Price cuts may be in sight for laser eye corrections

2 laser makers drop prices as FDA OKs a third machine

February 25, 2000|By M. William Salganik | M. William Salganik,SUN STAFF

Approval for a new vision correction laser, announced yesterday, along with fee reductions by the two leading laser makers, may touch off a new round of price competition in the Baltimore laser eye market.

But some laser center operators in the Baltimore market -- which has experienced aggressive price competition since the fall -- said they have no plans to cut prices further. Others took a wait and see position.

Bausch & Lomb Inc. announced yesterday that it had received U.S. Food and Drug Administration approval for its laser, called Technolas 217, to be used to correct mild to moderate near-sightedness.

Earlier this week, in a move widely believed to be in anticipation of Bausch & Lomb's entry into the market, the two leading laser makers, Visx Inc. and Summit Technology Inc., cut their fees charged to surgeons from $250 per eye to $100.

"This will allow centers to further discount the global fee to the patient," said Michael Bjoro, senior administrator for the ophthalmology department at the University of Maryland School of Medicine. "This will allow another $150 of price flexibility."

His department provides the surgeons for University Laser Vision Center, which recently lowered its price from $5,200 to $4,200.

The Baltimore market has already seen strong price competition.

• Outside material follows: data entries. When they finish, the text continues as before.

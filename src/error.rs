use rust_tokenizers::error::TokenizerError;
use thiserror::Error;

#[derive(Error, Debug)]
pub(crate) enum Error {
    #[error("number of input and output paths should match (got {inputs} inputs, {outputs} outputs)")]
    InputOutputMismatch { inputs: usize, outputs: usize },
    #[error("failed to load sentencepiece model: {0}")]
    Model(#[from] TokenizerError),
    #[error(transparent)]
    Io(#[from] std::io::Error),
    #[error("worker pool shut down unexpectedly")]
    PoolDisconnected,
}
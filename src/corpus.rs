use std::cell::RefCell;
use std::fs::File;
use std::io::{self, BufRead, BufReader, BufWriter, Write};
use std::rc::Rc;

/// Opens one input stream; `-` means stdin.
pub(crate) fn open_input(path: &str) -> io::Result<Box<dyn BufRead>> {
    Ok(match path {
        "-" => Box::new(BufReader::new(io::stdin())),
        path => Box::new(BufReader::new(File::open(path)?)),
    })
}

/// Opens the output streams; `-` means stdout. Every `-` position shares one
/// buffered handle so multi-column writes to stdout stay row-ordered instead
/// of interleaving at buffer-flush boundaries.
pub(crate) fn open_outputs(paths: &[String]) -> io::Result<Vec<Box<dyn Write>>> {
    let stdout = Rc::new(RefCell::new(BufWriter::new(io::stdout())));
    paths
        .iter()
        .map(|path| {
            Ok(match path.as_str() {
                "-" => Box::new(SharedWriter(Rc::clone(&stdout))) as Box<dyn Write>,
                path => Box::new(BufWriter::new(File::create(path)?)),
            })
        })
        .collect()
}

/// Writer handle over a stream owned jointly with other handles.
pub(crate) struct SharedWriter<W>(Rc<RefCell<W>>);

impl<W: Write> Write for SharedWriter<W> {
    fn write(&mut self, buf: &[u8]) -> io::Result<usize> {
        self.0.borrow_mut().write(buf)
    }

    fn flush(&mut self) -> io::Result<()> {
        self.0.borrow_mut().flush()
    }
}

/// Line iterator that replaces malformed UTF-8 with U+FFFD instead of failing
/// and strips `\n` / `\r\n` terminators.
pub(crate) struct LossyLines<R> {
    reader: R,
    buf: Vec<u8>,
}

impl<R: BufRead> LossyLines<R> {
    pub(crate) fn new(reader: R) -> Self {
        Self {
            reader,
            buf: Vec::new(),
        }
    }
}

impl<R: BufRead> Iterator for LossyLines<R> {
    type Item = io::Result<String>;

    fn next(&mut self) -> Option<Self::Item> {
        self.buf.clear();
        match self.reader.read_until(b'\n', &mut self.buf) {
            Ok(0) => None,
            Ok(_) => {
                if self.buf.last() == Some(&b'\n') {
                    self.buf.pop();
                    if self.buf.last() == Some(&b'\r') {
                        self.buf.pop();
                    }
                }
                Some(Ok(String::from_utf8_lossy(&self.buf).into_owned()))
            }
            Err(err) => Some(Err(err)),
        }
    }
}

/// Zips N parallel line streams into rows; ends at the shortest file.
pub(crate) struct RowReader {
    readers: Vec<LossyLines<Box<dyn BufRead>>>,
}

impl RowReader {
    pub(crate) fn new(readers: Vec<Box<dyn BufRead>>) -> Self {
        Self {
            readers: readers.into_iter().map(LossyLines::new).collect(),
        }
    }
}

impl Iterator for RowReader {
    type Item = io::Result<Vec<String>>;

    fn next(&mut self) -> Option<Self::Item> {
        if self.readers.is_empty() {
            return None;
        }
        let mut row = Vec::with_capacity(self.readers.len());
        for reader in &mut self.readers {
            match reader.next()? {
                Ok(line) => row.push(line),
                Err(err) => return Some(Err(err)),
            }
        }
        Some(Ok(row))
    }
}
impl VcfParser {
    pub fn new() -> Self {
        Self::default()
    }

    /// Parse decompressed VCF text into a variant table
    ///
    /// Structural failures (no column header, no sample) produce an empty
    /// table that is still labelled "vcf".
    pub fn parse_str(&mut self, text: &str, rsids: Option<&HashSet<String>>) -> VariantTable {
        self.skipped_count = 0;
        self.error_count = 0;
        let text = text.strip_prefix('\u{feff}').unwrap_or(text);

        let mut builder = TableBuilder::new(SOURCE, rsids);
        let mut meta = String::new();
        let mut state = State::Meta;
        let mut records_seen = 0usize;
        let mut saw_phased = false;
        let mut saw_unphased = false;

        for (idx, line) in text.lines().enumerate() {
            let line_number = idx + 1;
            if line.trim().is_empty() {
                continue;
            }

            match state {
                State::Meta => {
                    if line.starts_with("##") {
                        meta.push_str(line);
                        meta.push('\n');
                    } else if line.starts_with("#CHROM") || line.starts_with("#chrom") {
                        match Columns::from_header(line) {
                            Ok((columns, samples)) => {
                                if samples > 1 {
                                    debug!("VCF has {} samples, using the first", samples);
                                }
                                state = State::Records(columns);
                            }
                            Err(e) => {
                                warn!("Unusable VCF: {}", e);
                                return builder.finish(None, false);
                            }
                        }
                    } else {
                        warn!("Unusable VCF: {}", VcfHeaderError::MissingColumnHeader);
                        return builder.finish(None, false);
                    }
                }
                State::Records(columns) => {
                    if line.starts_with('#') {
                        continue;
                    }
                    records_seen += 1;

                    match parse_record(line, &columns) {
                        Ok(Parsed::Record(row, phasing)) => {
                            let wanted = rsids
                                .map(|filter| row.iter().any(|r| filter.contains(&r.rsid)))
                                .unwrap_or(true);
                            if wanted {
                                match phasing {
                                    Phasing::Phased => saw_phased = true,
                                    Phasing::Unphased => saw_unphased = true,
                                    Phasing::Neutral => {}
                                }
                            }
                            builder.push_row(row);
                        }
                        Ok(Parsed::NoId) => self.skipped_count += 1,
                        Err(e) => {
                            self.error_count += 1;
                            builder.malformed(line_number, &e);
                        }
                    }
                }
            }
        }

        if matches!(state, State::Meta) && !meta.is_empty() {
            warn!("Unusable VCF: {}", VcfHeaderError::MissingColumnHeader);
        }

        let build = detect_build_from_comments(&meta, SOURCE);
        let mut table = builder.finish(build, saw_phased && !saw_unphased);

        if records_seen > 0 && self.skipped_count == records_seen {
            warn!("VCF records carry no identifiers ({} records)", records_seen);
            table.unannotated_vcf = true;
        } else if self.skipped_count > 0 {
            debug!("Skipped {} VCF records without identifiers", self.skipped_count);
        }

        table
    }
}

While laser centers typically had been charging about $5,000 to correct both eyes, one Baltimore operator began advertising a price of $2,995, and some others cut their prices in response.

But the deep discounters said yesterday that they have no plans for further price cuts, despite the reduction in laser fees.

"I don't see any change because we're already at the most aggressive price point in the market," said Bob Brodney, chief operating officer of See Clearly Vision Group, which operates Baltimore Laser Eye Center in Pikesville.

His center is charging $2,700 for both eyes, in what Brodney said was a special promotion lasting through March.

Thomas E. Wilson, president of Cincinnati-based LCA-Vision Inc., which pioneered the $2,995 price in the Baltimore market, said: "Adding up all the factors when we set the price, we anticipated a reduction" in the fee paid to the laser company.

However, Brodney said, some of the centers charging higher fees -- and promoting the experience of their surgeons or the excellence of their hospital affiliations -- might use the cut in laser fees as "an excuse to get a fresh message out there" by reducing price.

Bjoro said University Laser Vision wants "to re-evaluate the pricing model to see if we're still competitive. We want to be both proactive and reactive."

Miles Weiner, chief executive officer of VFC Inc., which runs the Visual Freedom Center in Columbia mall, said he expected little impact on pricing because, "The low-price providers already are not making money." His center charges $3,950, and offers a money-back guarantee that vision can be corrected to 20/20.

Discounting so far has been concentrated in Baltimore and California, unlike the rest of the country, where prices have remained stable, said David Harman, of Market Scope, the St. Louis publisher of the industry newsletter Refractive Surgical Market.

However, he said, two Canadian companies have announced plans to enter the U.S. market charging $2,000 for both eyes.

"Prices were going to go down regardless" of the change in fees charged by the laser companies, he said.